Following the brochure’s directions, people can almost exactly replicate the route taken by the Jeffersons — all while enjoying the modern conveniences of air conditioning and paved highways not afforded to the Founding Father who was fleeing down dirt roads in a horse-drawn carriage.

“The route up until Shipman is the route Jefferson took, it’s almost identical,” said Tackett. “Once you get to U.S. 29, it’s about what he took, because some of the roads just don’t exist anymore.”

By combing through primary sources in Jefferson’s library at Monticello and speaking with historians at the UNESCO World Heritage Site, the University of Virginia and the Albemarle Charlottesville Historical Society, the women pieced together the events that unfolded after Jouett raised the alarm at Monticello on the morning of June 4, 1781.

Right away, Jefferson sent his wife, Martha, and their daughters, Martha and Maria, ahead to a neighboring farm, Col. Edward Carter’s Blenheim, while he remained behind to collect documents. Jefferson then climbed to the top of Montalto, the peak neighboring his mountaintop home, from where he could view the advancing troops. Taking his fastest horse, Caractacus, Jefferson flew to his family and together they continued on to Poplar Forest.

The Jeffersons spent the night at several ordinaries, or inns, over the course of their 10-day trek south. Though these structures are no longer standing, the brochure points out some still-existing stops the family made along the way in addition to unrelated but still interesting attractions, including Michie Tavern, James Monroe’s Highland, the Monacan Indian National Museum, the Scottsville Museum and the Walton’s Mountain Museum. At the Scottsville Museum, visitors can learn about Enniscorthy, the estate where the Jeffersons stayed during their first night on the run.

“We thought that telling more of the story would, one, help get kids engaged because Jack Jouett is exciting,” said Tackett. “Two, there’s so much more history along the way which is why we provided other stops and, third, people can learn as a family while traveling throughout Virginia.”
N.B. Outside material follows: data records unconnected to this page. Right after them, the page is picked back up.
//! AdmissionReview v1 envelope and JSON-patch construction.

use base64::{engine::general_purpose::STANDARD, Engine as _};
use serde::{Deserialize, Serialize};
use serde_json::{json, Map, Value};

use super::errors::AdmissionError;
use super::user::UserInfo;

pub const REVIEW_API_VERSION: &str = "admission.k8s.io/v1";
pub const REVIEW_KIND: &str = "AdmissionReview";
pub const PATCH_TYPE_JSON: &str = "JSONPatch";

#[derive(Debug, Clone, Default, PartialEq, Serialize, Deserialize)]
#[serde(rename_all = "camelCase")]
pub struct AdmissionReview {
    #[serde(default = "review_api_version")]
    pub api_version: String,
    #[serde(default = "review_kind")]
    pub kind: String,
    #[serde(default, skip_serializing_if = "Option::is_none")]
    pub request: Option<AdmissionRequest>,
    #[serde(default, skip_serializing_if = "Option::is_none")]
    pub response: Option<AdmissionResponse>,
}

fn review_api_version() -> String {
    REVIEW_API_VERSION.to_string()
}

fn review_kind() -> String {
    REVIEW_KIND.to_string()
}

impl AdmissionReview {
    /// Wrap `response` in an envelope echoing the request's version.
    pub fn respond(&self, response: AdmissionResponse) -> Self {
        Self {
            api_version: self.api_version.clone(),
            kind: self.kind.clone(),
            request: None,
            response: Some(response),
        }
    }
}

#[derive(Debug, Clone, Copy, PartialEq, Eq, Serialize, Deserialize)]
#[serde(rename_all = "UPPERCASE")]
pub enum Operation {
    Create,
    Update,
    Delete,
    Connect,
}

#[derive(Debug, Clone, Default, PartialEq, Serialize, Deserialize)]
pub struct GroupVersionKind {
    #[serde(default)]
    pub group: String,
    #[serde(default)]
    pub version: String,
    #[serde(default)]
    pub kind: String,
}

#[derive(Debug, Clone, PartialEq, Serialize, Deserialize)]
#[serde(rename_all = "camelCase")]
pub struct AdmissionRequest {
    pub uid: String,
    #[serde(default)]
    pub kind: GroupVersionKind,
    #[serde(default)]
    pub name: String,
    #[serde(default, skip_serializing_if = "Option::is_none")]
    pub namespace: Option<String>,
    pub operation: Operation,
    #[serde(default)]
    pub user_info: UserInfo,
    #[serde(default, skip_serializing_if = "Option::is_none")]
    pub object: Option<Value>,
    #[serde(default, skip_serializing_if = "Option::is_none")]
    pub old_object: Option<Value>,
    #[serde(default)]
    pub dry_run: bool,
}

#[derive(Debug, Clone, Default, PartialEq, Serialize, Deserialize)]
#[serde(rename_all = "camelCase")]
pub struct ResponseStatus {
    pub code: u16,
    #[serde(default, skip_serializing_if = "String::is_empty")]
    pub reason: String,
    #[serde(default, skip_serializing_if = "String::is_empty")]
    pub message: String,
}

#[derive(Debug, Clone, Default, PartialEq, Serialize, Deserialize)]
#[serde(rename_all = "camelCase")]
pub struct AdmissionResponse {
    pub uid: String,
    pub allowed: bool,
    #[serde(default, skip_serializing_if = "Option::is_none")]
    pub status: Option<ResponseStatus>,
    /// Base64 encoded JSON patch
    #[serde(default, skip_serializing_if = "Option::is_none")]
    pub patch: Option<String>,
    #[serde(default, skip_serializing_if = "Option::is_none")]
    pub patch_type: Option<String>,
}

impl AdmissionResponse {
    pub fn allow(uid: impl Into<String>) -> Self {
        Self {
            uid: uid.into(),
            allowed: true,
            ..Default::default()
        }
    }

    pub fn deny(uid: impl Into<String>, err: &AdmissionError) -> Self {
        Self {
            uid: uid.into(),
            allowed: false,
            status: Some(ResponseStatus {
                code: err.code(),
                reason: err.reason().to_string(),
                message: err.to_string(),
            }),
            ..Default::default()
        }
    }

    /// Attach `ops` as a base64 JSON patch. An empty patch is left off.
    pub fn with_patch(mut self, ops: Vec<Value>) -> Self {
        if ops.is_empty() {
            return self;
        }
        let encoded = serde_json::to_vec(&Value::Array(ops)).unwrap_or_default();
        self.patch = Some(STANDARD.encode(encoded));
        self.patch_type = Some(PATCH_TYPE_JSON.to_string());
        self
    }

    /// Decode the attached patch operations.
    pub fn patch_ops(&self) -> Vec<Value> {
        self.patch
            .as_deref()
            .and_then(|p| STANDARD.decode(p).ok())
            .and_then(|bytes| serde_json::from_slice::<Vec<Value>>(&bytes).ok())
            .unwrap_or_default()
    }
}

fn escape_pointer(segment: &str) -> String {
    segment.replace('~', "~0").replace('/', "~1")
}

/// RFC 6902 operations turning `old` into `new`. Objects are walked key by
/// key; arrays and scalars are replaced whole.
pub fn json_patch(old: &Value, new: &Value) -> Vec<Value> {
    let mut ops = Vec::new();
    diff_into(&mut ops, String::new(), old, new);
    ops
}

fn diff_into(ops: &mut Vec<Value>, path: String, old: &Value, new: &Value) {
    if old == new {
        return;
    }
    match (old, new) {
        (Value::Object(a), Value::Object(b)) => diff_objects(ops, &path, a, b),
        _ => ops.push(json!({"op": "replace", "path": path, "value": new})),
    }
}

fn diff_objects(ops: &mut Vec<Value>, path: &str, old: &Map<String, Value>, new: &Map<String, Value>) {
    for (key, old_value) in old {
        let child = format!("{}/{}", path, escape_pointer(key));
        match new.get(key) {
            Some(new_value) => diff_into(ops, child, old_value, new_value),
            None => ops.push(json!({"op": "remove", "path": child})),
        }
    }
    for (key, new_value) in new {
        if !old.contains_key(key) {
            let child = format!("{}/{}", path, escape_pointer(key));
            ops.push(json!({"op": "add", "path": child, "value": new_value}));
        }
    }
}

#[cfg(test)]
mod tests {
    use super::*;

    #[test]
    fn test_patch_adds_and_replaces_nested_fields() {
        let old = json!({"spec": {"federation": "fed1", "a/b": 1}});
        let new = json!({"spec": {"federation": "fed1", "a/b": 2, "startAt": "now"}});
        let ops = json_patch(&old, &new);
        assert_eq!(
            ops,
            vec![
                json!({"op": "replace", "path": "/spec/a~1b", "value": 2}),
                json!({"op": "add", "path": "/spec/startAt", "value": "now"}),
            ]
        );
    }

    #[test]
    fn test_patch_of_equal_documents_is_empty() {
        let doc = json!({"spec": {"members": [1, 2]}});
        assert!(json_patch(&doc, &doc).is_empty());
    }

    #[test]
    fn test_response_carries_encoded_patch() {
        let ops = vec![json!({"op": "remove", "path": "/spec/x"})];
        let resp = AdmissionResponse::allow("u1").with_patch(ops.clone());
        assert_eq!(resp.patch_type.as_deref(), Some(PATCH_TYPE_JSON));
        assert_eq!(resp.patch_ops(), ops);
        assert!(AdmissionResponse::allow("u1").with_patch(vec![]).patch.is_none());
    }

    #[test]
    fn test_request_decodes_from_review_json() {
        let review: AdmissionReview = serde_json::from_value(json!({
            "apiVersion": "admission.k8s.io/v1",
            "kind": "AdmissionReview",
            "request": {
                "uid": "abc",
                "kind": {"group": "ibp.com", "version": "v1beta1", "kind": "Vote"},
                "operation": "UPDATE",
                "userInfo": {"username": "alice", "groups": ["team"]},
                "object": {}
            }
        }))
        .unwrap();
        let req = review.request.unwrap();
        assert_eq!(req.operation, Operation::Update);
        assert_eq!(req.user_info.username, "alice");
        assert!(req.old_object.is_none());
    }
}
Tackett said the Daughters of the American Revolution is considering installing markers at the sites where the Jefferson family stayed at ordinaries on their journey south.

The inspiration behind the brochure came from Jefferson himself, or rather Bill Barker, the longtime Jefferson interpreter at Monticello.

Barker attended the local DAR chapter’s meeting last March and brought up the escape route Jefferson and his family took after Jouett’s ride.

Surprised by how few people knew the story, the women decided it would be a worthwhile research topic project to tackle for their members course.

They uncovered plenty of obscure facts throughout the process. For instance, Jefferson composed the entirety of one of his more famous works, “Notes on the State of Virginia,” during the family’s five-week stay at Poplar Forest. Tackett said the group also was also fascinated to learn of the enslaved community’s efforts to preserve Monticello from British raids; two men in particular, Martin Hemings and Caesar, stayed behind at Monticello and hid all of the house’s silver under the floorboards.

“Our members had an opportunity to do primary research, and most of them hadn’t done that before,” said Tackett. “We got to see this from a concept to fruition and now we’re going to roll it out. It’s a way to give back to the community, and it’s created a lot of energy and excitement in the chapter, both within the state and nationally.”

The chapter received a grant that allowed them to print 25,000 editions of the brochure currently only in circulation at Monticello and Poplar Forest. However, they are seeking out additional funding for another round of printing, according to Tackett.

The group is also working on forming an educational outreach component to disseminate the brochure to visitor centers across the commonwealth as well as schools at all levels.